5 Weird Stalking Stories With Creepy Plot Twists
Like it did for so many other things in life, the Internet made stalking way easier for creeps and weirdos the world over. It's become such an epidemic that even the elderly are getting in on the act in Japan. In recent years, that demographic has seen the highest increase in stalking incidents among that batshit insane country's population.
Don't take this to mean that, again, like so many other things in life, stalking has become something the United States is no longer the best at (the same as with education, healthcare, winning wars, going to space, baseball, track, golf, science-fiction shows about life in a not-too-distant dystopian future, etc). Quite the contrary; we're still great at that shit. To prove it, we talk about some of the more noteworthy stalking incidents from recent history on this week's Unpopular Opinion podcast ...
... where I'm joined by comics Dani Fernandez, Ed Galvez, and Jeff May. It's also what I'm talking in this column here today. Follow me!
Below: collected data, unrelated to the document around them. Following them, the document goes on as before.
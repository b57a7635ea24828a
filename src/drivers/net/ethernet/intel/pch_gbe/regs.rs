//! PCH GbE register map
//!
//! Offsets are bytes from the start of the register BAR.
//! Source: Intel Platform Controller Hub EG20T datasheet, GbE chapter;
//! Linux: drivers/net/ethernet/oki-semi/pch_gbe/pch_gbe.h

#![allow(dead_code)] // Complete register map; not every bit is driven

// ============================================================================
// Interrupt and Mode Registers
// ============================================================================

/// Interrupt status (read clears)
pub const INT_ST: usize = 0x00;
pub const INT_EN: usize = 0x04;
pub const MODE: usize = 0x08;
pub const RESET: usize = 0x0C;
pub const TCPIP_ACC: usize = 0x10;
pub const EX_LIST: usize = 0x14;
pub const INT_ST_HOLD: usize = 0x18;
pub const PHY_INT_CTRL: usize = 0x1C;

// INT_ST / INT_EN bits
pub const INT_RX_DMA_CMPLT: u32 = 0x0000_0001;
pub const INT_RX_VALID: u32 = 0x0000_0002;
pub const INT_RX_FRAME_ERR: u32 = 0x0000_0004;
pub const INT_RX_FIFO_ERR: u32 = 0x0000_0008;
pub const INT_RX_DMA_ERR: u32 = 0x0000_0010;
pub const INT_RX_DSC_EMP: u32 = 0x0000_0020;
pub const INT_TX_CMPLT: u32 = 0x0000_0100;
pub const INT_TX_DMA_CMPLT: u32 = 0x0000_0200;
pub const INT_TX_FIFO_ERR: u32 = 0x0000_0400;
pub const INT_TX_DMA_ERR: u32 = 0x0000_0800;
pub const INT_PAUSE_CMPLT: u32 = 0x0000_1000;
pub const INT_MIIM_CMPLT: u32 = 0x0001_0000;
pub const INT_PHY_INT: u32 = 0x0010_0000;
pub const INT_WOL_DET: u32 = 0x0100_0000;
pub const INT_TCPIP_ERR: u32 = 0x1000_0000;

/// Status bits that mean "a receive descriptor was filled"
pub const INT_RECEIVE_MASK: u32 = INT_RX_DMA_CMPLT | INT_RX_VALID;
/// Status bits that mean "a transmit descriptor was retired"
pub const INT_TRANSMIT_MASK: u32 = INT_TX_CMPLT | INT_TX_DMA_CMPLT;

// MODE bits
pub const MODE_MII_ETHER: u32 = 0x0000_0000;
pub const MODE_GMII_ETHER: u32 = 0x8000_0000;
pub const MODE_HALF_DUPLEX: u32 = 0x0000_0000;
pub const MODE_FULL_DUPLEX: u32 = 0x4000_0000;
pub const MODE_FR_BST: u32 = 0x0400_0000;

// RESET bits (self clearing)
pub const RESET_ALL: u32 = 0x8000_0000;
pub const RESET_TX: u32 = 0x0000_8000;
pub const RESET_RX: u32 = 0x0000_4000;

// TCPIP_ACC bits
pub const TCPIP_EX_LIST_EN: u32 = 0x0000_0008;
pub const TCPIP_RX_ACC_OFF: u32 = 0x0000_0004;
pub const TCPIP_TX_ACC_EN: u32 = 0x0000_0002;
pub const TCPIP_RX_ACC_EN: u32 = 0x0000_0001;

// ============================================================================
// MAC Receive/Transmit Control
// ============================================================================

pub const MAC_RX_EN: usize = 0x20;
pub const RX_FCTRL: usize = 0x24;
pub const PAUSE_REQ: usize = 0x28;
pub const RX_MODE: usize = 0x2C;
pub const TX_MODE: usize = 0x30;
pub const RX_FIFO_ST: usize = 0x34;
pub const TX_FIFO_ST: usize = 0x38;
pub const TX_FID: usize = 0x3C;
pub const TX_RESULT: usize = 0x40;

// MAC_RX_EN bits
pub const MAC_RX_ENABLE: u32 = 0x0000_0001;

// RX_FCTRL bits
pub const RX_FLOW_CONTROL_EN: u32 = 0x8000_0000;

// RX_MODE bits
pub const RX_MODE_ADDRESS_FILTER_EN: u32 = 0x8000_0000;
pub const RX_MODE_MULTICAST_FILTER_EN: u32 = 0x4000_0000;
pub const RX_MODE_ALMOST_EMPTY_4: u32 = 0x0000_0000;
pub const RX_MODE_ALMOST_FULL_4: u32 = 0x0000_0000;
pub const RX_MODE_READ_TRIGGER_64: u32 = 0x0000_0008;

/// FIFO thresholds programmed together with the filter bits
pub const RX_MODE_FIFO_DEFAULT: u32 =
    RX_MODE_ALMOST_EMPTY_4 | RX_MODE_ALMOST_FULL_4 | RX_MODE_READ_TRIGGER_64;

// TX_MODE bits
pub const TX_MODE_LONG_PKT: u32 = 0x8000_0000;
pub const TX_MODE_STORE_AND_FORWARD: u32 = 0x4000_0000;
pub const TX_MODE_SHORT_PKT: u32 = 0x2000_0000;
pub const TX_MODE_LATE_COLLISION_RETX: u32 = 0x1000_0000;
pub const TX_MODE_START_THRESHOLD_16: u32 = 0x0000_0000;
pub const TX_MODE_ALMOST_EMPTY_4: u32 = 0x0000_0000;

pub const TX_MODE_DEFAULT: u32 = TX_MODE_LONG_PKT
    | TX_MODE_STORE_AND_FORWARD
    | TX_MODE_SHORT_PKT
    | TX_MODE_LATE_COLLISION_RETX
    | TX_MODE_START_THRESHOLD_16
    | TX_MODE_ALMOST_EMPTY_4;

// ============================================================================
// MAC Address Slots
// ============================================================================

/// First of 16 {high, low} address slot pairs
pub const MAC_ADR: usize = 0x60;
pub const MAC_ADR_SLOT_STRIDE: usize = 0x08;
pub const MAC_ADR_SLOTS: usize = 16;

/// Bit N set masks (disables) address slot N
pub const ADDR_MASK: usize = 0xE0;
pub const ADDR_MASK_BUSY: u32 = 0x8000_0000;
/// Mask value with every slot disabled
pub const ADDR_MASK_ALL_SLOTS: u32 = (1 << MAC_ADR_SLOTS) - 1;

pub const fn mac_adr_high(slot: usize) -> usize {
    MAC_ADR + slot * MAC_ADR_SLOT_STRIDE
}

pub const fn mac_adr_low(slot: usize) -> usize {
    MAC_ADR + slot * MAC_ADR_SLOT_STRIDE + 0x04
}

// ============================================================================
// MIIM (PHY Management) and RGMII
// ============================================================================

pub const MIIM: usize = 0xE4;
pub const MAC_ADDR_LOAD: usize = 0xE8;
pub const RGMII_ST: usize = 0xEC;
pub const RGMII_CTRL: usize = 0xF0;

// MIIM bits
/// Written: operation is a write. Read back: previous operation finished.
pub const MIIM_OPER_WRITE: u32 = 0x0400_0000;
pub const MIIM_OPER_READ: u32 = 0x0000_0000;
pub const MIIM_OPER_READY: u32 = 0x0400_0000;
pub const MIIM_PHY_ADDR_SHIFT: u32 = 21;
pub const MIIM_REG_ADDR_SHIFT: u32 = 16;
pub const MIIM_PHY_ADDR_MASK: u32 = 0x1F;
pub const MIIM_REG_ADDR_MASK: u32 = 0x1F;
pub const MIIM_DATA_MASK: u32 = 0x0000_FFFF;

// RGMII_CTRL bits
/// Carrier sense select; set for 10 Mb operation
pub const RGMII_CRS_SEL: u32 = 0x0000_0010;
pub const RGMII_RATE_125M: u32 = 0x0000_0000;
pub const RGMII_RATE_25M: u32 = 0x0000_0008;
pub const RGMII_RATE_2_5M: u32 = 0x0000_000C;
pub const RGMII_RATE_MASK: u32 = 0x0000_000C;
pub const RGMII_MODE_GMII: u32 = 0x0000_0000;
pub const RGMII_MODE_RGMII: u32 = 0x0000_0002;
pub const RGMII_CHIP_TYPE_EXTERNAL: u32 = 0x0000_0000;
pub const RGMII_CHIP_TYPE_INTERNAL: u32 = 0x0000_0001;

// ============================================================================
// DMA Registers
// ============================================================================

pub const DMA_CTRL: usize = 0x100;
pub const DMA_CTRL_TX_EN: u32 = 0x0000_0001;
pub const DMA_CTRL_RX_EN: u32 = 0x0000_0002;

pub const RX_DSC_BASE: usize = 0x110;
pub const RX_DSC_SIZE: usize = 0x114;
/// Hard pointer: next receive descriptor the controller will fill
pub const RX_DSC_HW_P: usize = 0x118;
pub const RX_DSC_HW_P_HLD: usize = 0x11C;
/// Soft pointer: last receive descriptor posted by software
pub const RX_DSC_SW_P: usize = 0x120;

pub const TX_DSC_BASE: usize = 0x130;
pub const TX_DSC_SIZE: usize = 0x134;
/// Hard pointer: next transmit descriptor the controller will send
pub const TX_DSC_HW_P: usize = 0x138;
pub const TX_DSC_HW_P_HLD: usize = 0x13C;
/// Soft pointer: one past the last transmit descriptor posted by software
pub const TX_DSC_SW_P: usize = 0x140;

pub const RX_DMA_ST: usize = 0x150;
pub const TX_DMA_ST: usize = 0x154;

// ============================================================================
// Wake-on-LAN and Soft Reset
// ============================================================================

pub const WOL_ST: usize = 0x160;
pub const WOL_CTRL: usize = 0x164;
pub const WOL_ADDR_MASK: usize = 0x168;

pub const SRST: usize = 0x1FC;
pub const SRST_ASSERT: u32 = 0x0000_0001;
pub const SRST_RELEASE: u32 = 0x0000_0000;

/// Size of the register BAR
pub const REGISTER_SPACE: usize = 0x200;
"The Watcher" Claims Ownership of New Jersey Mansion
When a couple recently laid down $1.3 million for a 7,500-square-foot mansion, they assumed they'd found their dream home. Which is weird, because it's located in New Jersey, which you might recognize as the polar opposite of a dream scenario. Still, they were psyched, and who am I to judge? The coolest thing about the place where I live is that there's no one else here with me, so if I get a little blood on the floor and decide to leave it there like some kind of conversation piece from the Investigation Discovery gift shop, no one says shit.
See it? Just to the left of the basket full of murder tools.
Speaking of blood, let's get back to that couple. Three days after closing on their new home, they received a letter from a man (just an assumption I'm making and never wavering from) who referred to himself only as "The Watcher." And boy did he have news! According to his correspondence, the couple's new digs had been "the subject of his family for decades." No, I don't know exactly what that means either, which makes it so much more terrifying. But it gets worse.
After adding the house had been "watched" by his grandfather in the 1920s and his father in the 1960s, he advised that he'd been put in charge of overseeing its "second coming."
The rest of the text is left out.